Collected data entries:
┄┄┄┄┄┄
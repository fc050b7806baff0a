// Oscillator selection: classic RSI or RSX behind one update call

use crate::core::rsi::ClassicRsi;
use crate::core::rsx::Rsx;
use crate::core::types::OscillatorKind;

#[derive(Debug, Clone)]
pub enum Oscillator {
    Classic(ClassicRsi),
    Rsx(Rsx),
}

impl Oscillator {
    pub fn new(kind: OscillatorKind, period: usize) -> Self {
        match kind {
            OscillatorKind::ClassicRsi => Oscillator::Classic(ClassicRsi::new(period)),
            OscillatorKind::Rsx => Oscillator::Rsx(Rsx::new(period)),
        }
    }

    /// Feed one price sample, returning the new oscillator value in 0..=100
    pub fn update(&mut self, price: f64) -> f64 {
        match self {
            Oscillator::Classic(rsi) => rsi.update(price),
            Oscillator::Rsx(rsx) => rsx.update(price),
        }
    }
}

#[cfg(test)]
mod tests {
    use super::*;

    #[test]
    fn test_dispatch_by_kind() {
        let mut classic = Oscillator::new(OscillatorKind::ClassicRsi, 7);
        let mut rsx = Oscillator::new(OscillatorKind::Rsx, 7);
        assert!(matches!(classic, Oscillator::Classic(_)));
        assert!(matches!(rsx, Oscillator::Rsx(_)));

        classic.update(100.0);
        rsx.update(100.0);

        // Classic reacts on the second sample, RSX is still warming up
        assert_eq!(classic.update(101.0), 100.0);
        assert_eq!(rsx.update(101.0), 50.0);
    }
}
// Recorded price feed for replays and tests

use std::collections::VecDeque;
use std::fs;
use std::path::Path;

use crate::clients::PriceSource;
use crate::error::{EngineError, EngineResult};

#[derive(Debug, Clone, Default)]
pub struct ReplayFeed {
    prices: VecDeque<f64>,
}

impl ReplayFeed {
    pub fn from_prices<I: IntoIterator<Item = f64>>(prices: I) -> Self {
        Self {
            prices: prices.into_iter().collect(),
        }
    }

    /// Load one price per line. CSV rows use their last column; blank lines,
    /// `#` comments and a non-numeric header row are skipped.
    pub fn from_file<P: AsRef<Path>>(path: P) -> EngineResult<Self> {
        let content = fs::read_to_string(path.as_ref())?;
        Self::parse(&content)
    }

    pub fn parse(content: &str) -> EngineResult<Self> {
        let mut prices = VecDeque::new();
        let mut seen_row = false;

        for (number, line) in content.lines().enumerate() {
            let line = line.trim();
            if line.is_empty() || line.starts_with('#') {
                continue;
            }

            let field = line.rsplit(',').next().unwrap_or(line).trim();
            match field.parse::<f64>() {
                Ok(price) => prices.push_back(price),
                Err(_) if !seen_row => {} // header
                Err(_) => {
                    return Err(EngineError::FeedData(format!(
                        "line {}: '{}' is not a price",
                        number + 1,
                        field
                    )))
                }
            }
            seen_row = true;
        }

        Ok(Self { prices })
    }

    pub fn remaining(&self) -> usize {
        self.prices.len()
    }
}

impl Iterator for ReplayFeed {
    type Item = f64;

    fn next(&mut self) -> Option<f64> {
        self.prices.pop_front()
    }
}

impl PriceSource for ReplayFeed {
    async fn next_price(&mut self) -> EngineResult<Option<f64>> {
        Ok(self.prices.pop_front())
    }
}
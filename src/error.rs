//! Unified error handling for the grid signal engine
//!
//! The signal computation itself is total; errors come from the edges
//! (configuration, price feeds, swap submission, transaction monitoring).

use std::io;
use thiserror::Error;

use crate::config::ConfigError;

/// Main error type for the engine and its collaborators
#[derive(Debug, Error)]
pub enum EngineError {
    // Configuration errors
    #[error("Configuration error: {0}")]
    Config(#[from] ConfigError),

    #[error("Invalid parameter '{0}': {1}")]
    InvalidParameter(String, String), // (parameter_name, reason)

    // Engine state
    #[error("Invalid engine state: {0}")]
    InvalidState(String),

    // Price feed errors
    #[error("Price feed connection error: {0}")]
    FeedConnection(String),

    #[error("Price feed returned malformed data: {0}")]
    FeedData(String),

    #[error("Price feed closed")]
    FeedClosed,

    // Execution errors
    #[error("Swap submission failed: {0}")]
    SwapFailed(String),

    #[error("Commitment check failed for {0}: {1}")]
    CommitmentCheck(String, String),

    #[error("Transaction {0} not finalized after {1} attempts")]
    RetriesExhausted(String, u32),

    #[error("Transaction {0} monitoring timed out")]
    MonitorTimeout(String),

    // IO errors
    #[error("File not found: {0}")]
    FileNotFound(String),

    #[error("File read error: {0}")]
    FileRead(String),

    #[error("Internal error: {0}")]
    Internal(String),
}

impl EngineError {
    /// Check if the failed operation is worth repeating on the next interval
    pub fn is_retryable(&self) -> bool {
        matches!(
            self,
            EngineError::FeedConnection(_)
                | EngineError::FeedData(_)
                | EngineError::SwapFailed(_)
                | EngineError::CommitmentCheck(_, _)
        )
    }

    /// Get error category for logging
    pub fn category(&self) -> &'static str {
        match self {
            EngineError::Config(_) | EngineError::InvalidParameter(_, _) => "config",

            EngineError::InvalidState(_) => "engine",

            EngineError::FeedConnection(_)
            | EngineError::FeedData(_)
            | EngineError::FeedClosed => "feed",

            EngineError::SwapFailed(_) => "execution",

            EngineError::CommitmentCheck(_, _)
            | EngineError::RetriesExhausted(_, _)
            | EngineError::MonitorTimeout(_) => "monitor",

            EngineError::FileNotFound(_) | EngineError::FileRead(_) => "io",

            EngineError::Internal(_) => "internal",
        }
    }
}

impl From<io::Error> for EngineError {
    fn from(err: io::Error) -> Self {
        match err.kind() {
            io::ErrorKind::NotFound => EngineError::FileNotFound(err.to_string()),
            io::ErrorKind::ConnectionRefused | io::ErrorKind::ConnectionReset => {
                EngineError::FeedConnection(err.to_string())
            }
            _ => EngineError::FileRead(err.to_string()),
        }
    }
}

impl From<serde_json::Error> for EngineError {
    fn from(err: serde_json::Error) -> Self {
        EngineError::FeedData(format!("JSON parse error: {}", err))
    }
}

impl From<tokio_tungstenite::tungstenite::Error> for EngineError {
    fn from(err: tokio_tungstenite::tungstenite::Error) -> Self {
        use tokio_tungstenite::tungstenite::Error as WsError;
        match err {
            WsError::ConnectionClosed | WsError::AlreadyClosed => EngineError::FeedClosed,
            other => EngineError::FeedConnection(other.to_string()),
        }
    }
}

/// Result type alias using EngineError
pub type EngineResult<T> = Result<T, EngineError>;

#[cfg(test)]
mod tests {
    use super::*;

    #[test]
    fn test_error_display() {
        let err = EngineError::InvalidParameter("period".to_string(), "must be positive".to_string());
        assert_eq!(err.to_string(), "Invalid parameter 'period': must be positive");
    }

    #[test]
    fn test_error_category() {
        let err = EngineError::Config(ConfigError::Validation("test".to_string()));
        assert_eq!(err.category(), "config");

        let err = EngineError::FeedData("test".to_string());
        assert_eq!(err.category(), "feed");

        let err = EngineError::MonitorTimeout("tx-1".to_string());
        assert_eq!(err.category(), "monitor");
    }

    #[test]
    fn test_retryable() {
        assert!(EngineError::FeedConnection("reset".to_string()).is_retryable());
        assert!(EngineError::SwapFailed("rejected".to_string()).is_retryable());
        assert!(!EngineError::InvalidState("nan".to_string()).is_retryable());
        assert!(!EngineError::FeedClosed.is_retryable());
    }

    #[test]
    fn test_io_conversion() {
        let io_err = io::Error::new(io::ErrorKind::NotFound, "prices.csv");
        let err: EngineError = io_err.into();
        assert!(matches!(err, EngineError::FileNotFound(_)));
    }
}
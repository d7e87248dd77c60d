//! AWS Lambda handler for loan calculations
//!
//! Accepts the loan fields as JSON and returns the solved terms, summary and
//! amortization schedule. Fields may be sent as numbers or as user-entered
//! text ("25,00,000").
//!
//! Supports Lambda Function URLs and API Gateway HTTP APIs (payload v2).

use aws_lambda_events::encodings::Body;
use aws_lambda_events::event::apigw::{ApiGatewayV2httpRequest, ApiGatewayV2httpResponse};
use lambda_runtime::{run, service_fn, Error, LambdaEvent};
use loan_amortization::amortization::{calculate, calculate_with};
use loan_amortization::{
    Calculation, CalculatorConfig, LoanField, LoanInputs, RatePoint, ScenarioRunner, SolveFor, Unresolvable,
    YearMonth,
};
use serde::{Deserialize, Serialize};

/// A loan field as sent by the client
#[derive(Debug, Clone, Deserialize)]
#[serde(untagged)]
pub enum FieldValue {
    Number(f64),
    Text(String),
}

impl FieldValue {
    fn as_text(&self) -> String {
        match self {
            FieldValue::Number(n) => n.to_string(),
            FieldValue::Text(s) => s.clone(),
        }
    }
}

/// Input for one calculation
#[derive(Debug, Default, Deserialize)]
pub struct LoanRequest {
    #[serde(default, alias = "loan_amount")]
    pub principal: Option<FieldValue>,

    #[serde(default, alias = "rate")]
    pub annual_rate_percent: Option<FieldValue>,

    #[serde(default)]
    pub tenure_months: Option<FieldValue>,

    /// Used when `tenure_months` is absent
    #[serde(default)]
    pub tenure_years: Option<FieldValue>,

    #[serde(default, alias = "emi")]
    pub installment: Option<FieldValue>,

    /// Field the user edited last; ignored when `solve_for` is given
    #[serde(default)]
    pub last_edited: Option<LoanField>,

    #[serde(default)]
    pub solve_for: Option<SolveFor>,

    /// First repayment month (default: LOAN_START_PERIOD or the current month)
    #[serde(default)]
    pub start_period: Option<YearMonth>,

    /// Omit the schedule rows from the response (default: include)
    #[serde(default)]
    pub summary_only: bool,

    /// Annual rates to compare the solved loan against
    #[serde(default)]
    pub sensitivity_rates: Option<Vec<f64>>,
}

impl LoanRequest {
    fn inputs(&self) -> LoanInputs {
        let text = |value: &Option<FieldValue>| value.as_ref().map(FieldValue::as_text).unwrap_or_default();

        let inputs = LoanInputs::parse(
            &text(&self.principal),
            &text(&self.annual_rate_percent),
            &text(&self.tenure_months),
            &text(&self.installment),
        );

        match (&self.tenure_months, &self.tenure_years) {
            (None, Some(years)) => inputs.with_tenure_years(&years.as_text()),
            _ => inputs,
        }
    }

    fn calculate(&self, config: &CalculatorConfig) -> Result<Calculation, Unresolvable> {
        let inputs = self.inputs();
        let start = self.start_period.unwrap_or(config.start_period);
        match self.solve_for {
            Some(mode) => calculate_with(&inputs, mode, start),
            None => calculate(&inputs, self.last_edited, start),
        }
    }
}

/// Output from a successful calculation
#[derive(Debug, Serialize)]
pub struct LoanResponse {
    #[serde(flatten)]
    pub calculation: Calculation,
    pub tenure_years: f64,
    pub end_period_name: Option<String>,
    #[serde(skip_serializing_if = "Option::is_none")]
    pub rate_sensitivity: Option<Vec<RatePoint>>,
    pub execution_time_ms: u64,
}

fn json_response(status: i64, body: String) -> ApiGatewayV2httpResponse {
    ApiGatewayV2httpResponse {
        status_code: status,
        body: Some(Body::Text(body)),
        ..Default::default()
    }
}

fn error_response(status: i64, message: &str) -> ApiGatewayV2httpResponse {
    json_response(status, serde_json::json!({ "error": message }).to_string())
}

fn handle(request: ApiGatewayV2httpRequest, config: &CalculatorConfig) -> Result<ApiGatewayV2httpResponse, Error> {
    let start = std::time::Instant::now();

    // CORS preflight; allowed origins are configured on the function URL
    if request.request_context.http.method.as_str() == "OPTIONS" {
        return Ok(ApiGatewayV2httpResponse {
            status_code: 200,
            ..Default::default()
        });
    }

    if request.is_base64_encoded {
        return Ok(error_response(400, "binary request bodies are not supported"));
    }

    let body = request.body.unwrap_or_else(|| "{}".to_string());
    let loan: LoanRequest = match serde_json::from_str(&body) {
        Ok(r) => r,
        Err(e) => return Ok(error_response(400, &format!("Invalid JSON: {}", e))),
    };

    let mut calculation = match loan.calculate(config) {
        Ok(c) => c,
        Err(e) => {
            log::info!("Unresolvable loan request: {}", e);
            return Ok(error_response(422, &e.to_string()));
        }
    };

    let rate_sensitivity = loan.sensitivity_rates.as_ref().map(|rates| {
        ScenarioRunner::with_config(config.clone()).rate_sensitivity(
            calculation.terms.principal,
            calculation.terms.tenure_months,
            rates,
        )
    });

    if loan.summary_only {
        calculation.schedule = Default::default();
    }

    let response = LoanResponse {
        tenure_years: calculation.terms.tenure_years(),
        end_period_name: calculation.summary.as_ref().map(|s| s.end_period.long_name()),
        calculation,
        rate_sensitivity,
        execution_time_ms: start.elapsed().as_millis() as u64,
    };

    Ok(json_response(200, serde_json::to_string(&response)?))
}

/// Lambda handler function
async fn handler(event: LambdaEvent<ApiGatewayV2httpRequest>) -> Result<ApiGatewayV2httpResponse, Error> {
    let config = CalculatorConfig::from_env();
    handle(event.payload, &config)
}

#[tokio::main]
async fn main() -> Result<(), Error> {
    env_logger::init();
    run(service_fn(handler)).await
}

#[cfg(test)]
mod tests {
    use super::*;
    use approx::assert_abs_diff_eq;

    fn config() -> CalculatorConfig {
        CalculatorConfig {
            start_period: YearMonth::new(2015, 1).unwrap(),
            ..CalculatorConfig::default()
        }
    }

    fn post(body: &str) -> ApiGatewayV2httpRequest {
        let mut request = ApiGatewayV2httpRequest::default();
        request.request_context.http.method = "POST".parse().unwrap();
        request.body = Some(body.to_string());
        request
    }

    fn body_json(response: &ApiGatewayV2httpResponse) -> serde_json::Value {
        match &response.body {
            Some(Body::Text(text)) => serde_json::from_str(text).unwrap(),
            other => panic!("unexpected body {:?}", other),
        }
    }

    #[test]
    fn test_mixed_number_and_text_fields() {
        let request: LoanRequest = serde_json::from_str(
            r#"{"principal": "25,00,000", "rate": 9.55, "tenure_years": 10, "last_edited": "tenure_years"}"#,
        )
        .unwrap();

        let inputs = request.inputs();
        assert_eq!(inputs.principal, Some(2_500_000.0));
        assert_eq!(inputs.tenure_months, Some(120));

        let calc = request.calculate(&config()).unwrap();
        assert_eq!(calc.solved_for, SolveFor::Installment);
        assert_abs_diff_eq!(calc.terms.installment, 32_417.87, epsilon = 0.01);
    }

    #[test]
    fn test_ok_response() {
        let response = handle(
            post(r#"{"principal": 2500000, "annual_rate_percent": 9.55, "tenure_months": 120, "start_period": "2015-01"}"#),
            &config(),
        )
        .unwrap();

        assert_eq!(response.status_code, 200);
        let json = body_json(&response);
        assert_eq!(json["solved_for"], "installment");
        assert_eq!(json["end_period_name"], "December 2024");
        assert_eq!(json["schedule"]["entries"].as_array().unwrap().len(), 120);
    }

    #[test]
    fn test_rate_sensitivity_field() {
        let response = handle(
            post(r#"{"principal": 2500000, "rate": 9.55, "tenure_months": 120, "summary_only": true, "sensitivity_rates": [8, 9.55, -1]}"#),
            &config(),
        )
        .unwrap();

        let json = body_json(&response);
        assert_eq!(json["schedule"]["entries"].as_array().unwrap().len(), 0);

        let points = json["rate_sensitivity"].as_array().unwrap();
        assert_eq!(points.len(), 2);
        assert_abs_diff_eq!(points[1]["installment"].as_f64().unwrap(), 32_417.87, epsilon = 0.01);
    }

    #[test]
    fn test_error_statuses() {
        let bad_json = handle(post("{not json"), &config()).unwrap();
        assert_eq!(bad_json.status_code, 400);

        let never = handle(
            post(r#"{"principal": 100000, "rate": 24, "installment": 100, "solve_for": "tenure"}"#),
            &config(),
        )
        .unwrap();
        assert_eq!(never.status_code, 422);
        assert!(body_json(&never)["error"].as_str().unwrap().contains("never amortizes"));
    }

    #[test]
    fn test_preflight() {
        let mut request = post("");
        request.request_context.http.method = "OPTIONS".parse().unwrap();
        let response = handle(request, &config()).unwrap();
        assert_eq!(response.status_code, 200);
        assert!(response.body.is_none());
    }
}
┄┄┄┄┄┄
■ What this task involves ■
Work out how many lines above contain the word "ScenarioRunner". Give only the number.

■ Exercise response ■
2